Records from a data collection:
------------------------

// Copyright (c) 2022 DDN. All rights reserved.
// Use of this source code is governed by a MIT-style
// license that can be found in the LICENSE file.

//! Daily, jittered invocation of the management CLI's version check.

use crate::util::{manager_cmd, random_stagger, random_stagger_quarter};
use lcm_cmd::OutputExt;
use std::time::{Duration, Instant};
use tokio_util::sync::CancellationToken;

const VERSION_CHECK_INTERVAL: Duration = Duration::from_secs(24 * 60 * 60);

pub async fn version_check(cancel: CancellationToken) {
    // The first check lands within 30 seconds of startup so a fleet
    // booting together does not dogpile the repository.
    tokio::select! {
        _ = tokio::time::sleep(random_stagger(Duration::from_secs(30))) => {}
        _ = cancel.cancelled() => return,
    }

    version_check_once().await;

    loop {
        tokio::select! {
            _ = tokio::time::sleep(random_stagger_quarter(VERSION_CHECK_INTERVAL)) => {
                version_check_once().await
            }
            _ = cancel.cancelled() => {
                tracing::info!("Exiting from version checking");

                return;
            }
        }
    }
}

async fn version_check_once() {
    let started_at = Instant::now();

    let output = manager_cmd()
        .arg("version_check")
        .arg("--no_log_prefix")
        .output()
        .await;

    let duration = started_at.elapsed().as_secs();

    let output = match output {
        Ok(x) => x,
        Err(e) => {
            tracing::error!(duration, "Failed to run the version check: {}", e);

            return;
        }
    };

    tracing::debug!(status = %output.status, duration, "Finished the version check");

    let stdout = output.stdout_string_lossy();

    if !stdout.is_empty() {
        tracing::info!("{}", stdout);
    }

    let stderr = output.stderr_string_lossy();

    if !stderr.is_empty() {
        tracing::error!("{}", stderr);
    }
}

------------------------

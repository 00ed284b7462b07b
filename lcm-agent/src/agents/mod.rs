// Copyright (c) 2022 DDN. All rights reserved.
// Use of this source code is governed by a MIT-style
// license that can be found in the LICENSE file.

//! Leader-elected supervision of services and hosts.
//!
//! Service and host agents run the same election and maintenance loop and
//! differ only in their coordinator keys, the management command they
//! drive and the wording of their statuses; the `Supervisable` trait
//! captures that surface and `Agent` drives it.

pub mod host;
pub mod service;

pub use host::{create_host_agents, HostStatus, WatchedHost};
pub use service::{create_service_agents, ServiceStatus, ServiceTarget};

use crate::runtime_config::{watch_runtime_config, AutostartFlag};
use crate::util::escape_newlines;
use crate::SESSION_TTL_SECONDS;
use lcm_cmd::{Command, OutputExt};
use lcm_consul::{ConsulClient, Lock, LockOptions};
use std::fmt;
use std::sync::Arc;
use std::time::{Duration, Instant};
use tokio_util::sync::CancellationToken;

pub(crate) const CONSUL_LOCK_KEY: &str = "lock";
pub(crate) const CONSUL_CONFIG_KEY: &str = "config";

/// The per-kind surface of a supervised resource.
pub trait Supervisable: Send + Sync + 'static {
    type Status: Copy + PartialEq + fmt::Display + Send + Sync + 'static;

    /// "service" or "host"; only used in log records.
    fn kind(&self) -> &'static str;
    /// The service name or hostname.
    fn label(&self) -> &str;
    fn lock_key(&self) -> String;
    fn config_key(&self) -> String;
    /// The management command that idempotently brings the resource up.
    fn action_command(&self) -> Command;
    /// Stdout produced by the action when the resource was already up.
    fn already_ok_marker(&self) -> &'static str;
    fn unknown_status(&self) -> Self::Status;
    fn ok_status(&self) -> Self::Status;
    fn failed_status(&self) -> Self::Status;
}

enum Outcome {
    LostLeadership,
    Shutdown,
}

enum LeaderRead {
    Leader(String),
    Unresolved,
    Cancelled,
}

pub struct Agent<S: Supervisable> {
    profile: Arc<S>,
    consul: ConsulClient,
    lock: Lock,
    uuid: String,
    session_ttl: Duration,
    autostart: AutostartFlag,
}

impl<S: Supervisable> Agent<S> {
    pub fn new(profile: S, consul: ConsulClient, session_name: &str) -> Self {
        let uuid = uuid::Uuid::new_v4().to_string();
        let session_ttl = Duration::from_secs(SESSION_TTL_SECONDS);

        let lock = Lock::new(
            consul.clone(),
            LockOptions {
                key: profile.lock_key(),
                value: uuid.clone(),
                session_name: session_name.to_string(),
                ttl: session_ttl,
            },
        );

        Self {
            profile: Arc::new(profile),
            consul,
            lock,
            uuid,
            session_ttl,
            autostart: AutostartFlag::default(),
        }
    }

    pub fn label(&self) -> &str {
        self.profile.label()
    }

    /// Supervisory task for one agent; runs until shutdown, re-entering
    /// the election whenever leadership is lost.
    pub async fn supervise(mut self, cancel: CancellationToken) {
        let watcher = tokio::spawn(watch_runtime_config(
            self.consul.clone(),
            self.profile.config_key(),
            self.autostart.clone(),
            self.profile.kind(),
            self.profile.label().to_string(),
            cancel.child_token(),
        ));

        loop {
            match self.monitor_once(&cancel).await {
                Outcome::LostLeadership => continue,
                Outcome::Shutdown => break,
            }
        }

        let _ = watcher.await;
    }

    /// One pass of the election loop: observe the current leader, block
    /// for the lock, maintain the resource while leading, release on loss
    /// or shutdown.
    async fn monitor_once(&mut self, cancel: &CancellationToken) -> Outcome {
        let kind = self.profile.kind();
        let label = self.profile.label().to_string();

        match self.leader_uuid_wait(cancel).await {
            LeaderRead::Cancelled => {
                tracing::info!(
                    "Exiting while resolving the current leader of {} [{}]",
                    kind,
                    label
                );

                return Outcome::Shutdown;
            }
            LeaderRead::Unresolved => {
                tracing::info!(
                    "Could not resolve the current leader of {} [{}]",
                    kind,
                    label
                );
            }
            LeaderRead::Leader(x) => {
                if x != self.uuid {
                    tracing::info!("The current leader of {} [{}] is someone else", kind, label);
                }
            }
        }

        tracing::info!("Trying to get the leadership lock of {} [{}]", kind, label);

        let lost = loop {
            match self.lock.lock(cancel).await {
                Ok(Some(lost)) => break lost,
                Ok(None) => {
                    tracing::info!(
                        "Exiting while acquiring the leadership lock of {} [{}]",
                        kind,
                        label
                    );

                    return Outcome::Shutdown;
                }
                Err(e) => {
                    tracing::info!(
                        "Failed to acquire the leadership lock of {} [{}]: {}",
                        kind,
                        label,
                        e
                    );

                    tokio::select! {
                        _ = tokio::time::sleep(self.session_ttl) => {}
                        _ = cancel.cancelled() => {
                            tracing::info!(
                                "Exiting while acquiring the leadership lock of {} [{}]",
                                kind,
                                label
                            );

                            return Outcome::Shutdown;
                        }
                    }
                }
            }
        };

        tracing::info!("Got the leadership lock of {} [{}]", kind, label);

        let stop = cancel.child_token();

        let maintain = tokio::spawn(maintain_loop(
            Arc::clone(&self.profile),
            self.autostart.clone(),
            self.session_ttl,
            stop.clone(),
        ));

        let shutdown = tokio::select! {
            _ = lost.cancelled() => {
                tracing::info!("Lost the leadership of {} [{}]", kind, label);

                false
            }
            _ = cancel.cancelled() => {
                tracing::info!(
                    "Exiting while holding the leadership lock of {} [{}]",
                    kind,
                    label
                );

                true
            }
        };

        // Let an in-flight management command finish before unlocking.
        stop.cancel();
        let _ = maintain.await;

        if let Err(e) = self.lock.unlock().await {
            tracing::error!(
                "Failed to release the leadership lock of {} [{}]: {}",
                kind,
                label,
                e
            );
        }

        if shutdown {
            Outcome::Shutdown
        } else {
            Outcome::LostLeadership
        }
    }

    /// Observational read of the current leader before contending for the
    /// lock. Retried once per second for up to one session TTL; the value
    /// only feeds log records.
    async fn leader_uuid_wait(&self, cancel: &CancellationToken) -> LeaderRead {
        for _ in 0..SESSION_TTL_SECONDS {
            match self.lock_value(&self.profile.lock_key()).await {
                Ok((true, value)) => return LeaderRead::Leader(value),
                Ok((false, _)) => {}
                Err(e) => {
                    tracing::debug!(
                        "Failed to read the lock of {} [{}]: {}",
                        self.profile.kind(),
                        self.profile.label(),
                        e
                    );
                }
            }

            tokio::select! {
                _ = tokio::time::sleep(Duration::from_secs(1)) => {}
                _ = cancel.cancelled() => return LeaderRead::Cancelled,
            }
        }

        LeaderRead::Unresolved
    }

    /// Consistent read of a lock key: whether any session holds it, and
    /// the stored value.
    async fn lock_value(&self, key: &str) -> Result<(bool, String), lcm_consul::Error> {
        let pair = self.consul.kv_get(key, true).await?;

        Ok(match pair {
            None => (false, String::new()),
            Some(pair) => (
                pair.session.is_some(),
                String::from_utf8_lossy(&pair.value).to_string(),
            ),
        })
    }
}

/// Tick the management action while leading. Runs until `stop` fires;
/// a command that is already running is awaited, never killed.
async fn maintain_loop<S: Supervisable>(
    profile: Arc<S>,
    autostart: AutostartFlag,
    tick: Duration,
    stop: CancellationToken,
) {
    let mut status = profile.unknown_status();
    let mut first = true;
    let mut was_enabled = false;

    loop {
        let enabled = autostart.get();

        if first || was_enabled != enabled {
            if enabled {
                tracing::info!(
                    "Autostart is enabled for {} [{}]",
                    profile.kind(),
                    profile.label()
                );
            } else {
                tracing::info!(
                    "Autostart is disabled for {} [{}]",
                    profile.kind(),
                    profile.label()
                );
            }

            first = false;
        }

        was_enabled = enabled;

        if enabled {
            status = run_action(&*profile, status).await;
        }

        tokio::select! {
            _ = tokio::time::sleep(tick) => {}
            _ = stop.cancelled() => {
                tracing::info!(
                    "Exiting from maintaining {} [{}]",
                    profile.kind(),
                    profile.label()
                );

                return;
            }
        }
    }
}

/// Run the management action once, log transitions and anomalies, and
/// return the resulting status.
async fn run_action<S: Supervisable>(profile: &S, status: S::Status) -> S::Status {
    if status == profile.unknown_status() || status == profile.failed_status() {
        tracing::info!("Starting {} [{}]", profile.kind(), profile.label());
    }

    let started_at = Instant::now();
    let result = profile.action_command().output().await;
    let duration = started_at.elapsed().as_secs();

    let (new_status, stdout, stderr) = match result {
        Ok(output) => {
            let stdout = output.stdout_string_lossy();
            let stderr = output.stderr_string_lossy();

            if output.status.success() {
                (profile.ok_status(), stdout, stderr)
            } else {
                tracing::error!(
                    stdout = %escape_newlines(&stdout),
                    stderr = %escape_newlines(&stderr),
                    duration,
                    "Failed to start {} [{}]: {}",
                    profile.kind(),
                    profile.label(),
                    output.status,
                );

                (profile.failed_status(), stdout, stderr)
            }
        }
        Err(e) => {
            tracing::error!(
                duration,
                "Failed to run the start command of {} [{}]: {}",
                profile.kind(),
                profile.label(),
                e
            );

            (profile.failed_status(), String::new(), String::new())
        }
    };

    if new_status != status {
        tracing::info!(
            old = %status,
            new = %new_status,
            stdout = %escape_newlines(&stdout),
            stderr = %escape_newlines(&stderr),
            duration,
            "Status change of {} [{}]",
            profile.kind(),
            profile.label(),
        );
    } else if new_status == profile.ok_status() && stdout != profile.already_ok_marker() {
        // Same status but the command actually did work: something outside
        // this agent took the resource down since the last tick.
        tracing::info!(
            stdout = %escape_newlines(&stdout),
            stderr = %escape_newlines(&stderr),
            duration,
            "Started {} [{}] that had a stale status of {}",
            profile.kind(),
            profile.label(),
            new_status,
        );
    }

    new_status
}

------------------------

> **TASK TO COMPLETE**: Please work out how many lines of the data include the string "election" and reply with the number alone.

> **ANSWER TO THIS PROBLEM**: 3